◆ Work request
Copy the result of filtering the entries below for lines that include the string "verbose".

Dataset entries
• • • • •
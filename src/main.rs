//! ghlookup - resolve GitHub usernames to profiles
//!
//! Prints the profiles of all users that exist as a JSON array.

use std::path::PathBuf;
use std::process::ExitCode;

use clap::Parser;
use ghlookup::config::days;
use ghlookup::{Config, Resolver, Result};
use tracing::info;
use tracing_subscriber::EnvFilter;

/// Resolve GitHub usernames through a local cache.
#[derive(Debug, Parser)]
#[command(name = "ghlookup", version, about)]
struct Cli {
    /// Usernames to resolve, in order.
    #[arg(required = true)]
    usernames: Vec<String>,

    /// Increase log verbosity (-v info, -vv debug).
    #[arg(short, long, action = clap::ArgAction::Count)]
    verbose: u8,

    /// Cache root directory.
    #[arg(long)]
    cache_dir: Option<PathBuf>,

    /// Freshness window for cached profiles, in days.
    #[arg(long)]
    max_age_days: Option<u64>,

    /// Freshness window for not-found markers, in days.
    #[arg(long)]
    negative_max_age_days: Option<u64>,

    /// Attempt ceiling per user.
    #[arg(long)]
    max_tries: Option<u32>,

    /// GitHub API root.
    #[arg(long)]
    api_base: Option<String>,
}

impl Cli {
    /// Layer command-line flags over environment configuration.
    fn apply(&self, mut config: Config) -> Config {
        if let Some(dir) = &self.cache_dir {
            config.cache_dir = dir.clone();
        }
        if let Some(n) = self.max_age_days {
            config.max_age = days(n);
        }
        if let Some(n) = self.negative_max_age_days {
            config.negative_max_age = days(n);
        }
        if let Some(n) = self.max_tries {
            config.max_tries = n;
        }
        if let Some(base) = &self.api_base {
            config.api_base = base.clone();
        }
        config
    }
}

#[tokio::main]
async fn main() -> ExitCode {
    match run().await {
        Ok(()) => ExitCode::SUCCESS,
        Err(e) => {
            eprintln!("Error: {}", e);
            ExitCode::FAILURE
        }
    }
}

async fn run() -> Result<()> {
    let cli = Cli::parse();

    // RUST_LOG wins; otherwise 0 = warn, 1 = info, 2+ = debug
    let default_level = match cli.verbose {
        0 => "ghlookup=warn",
        1 => "ghlookup=info",
        _ => "ghlookup=debug",
    };
    let filter =
        EnvFilter::try_from_default_env().unwrap_or_else(|_| EnvFilter::new(default_level));
    tracing_subscriber::fmt()
        .with_env_filter(filter)
        .with_target(false)
        .with_writer(std::io::stderr)
        .init();

    let config = cli.apply(Config::from_env()?);
    info!(cache_dir = %config.cache_dir.display(), "resolving {} users", cli.usernames.len());

    let resolver = Resolver::from_config(&config)?;
    let profiles = resolver.resolve_all(&cli.usernames).await?;

    println!("{}", serde_json::to_string_pretty(&profiles)?);
    Ok(())
}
• • • • •
◆ Response area
    verbose: u8,
    let default_level = match cli.verbose {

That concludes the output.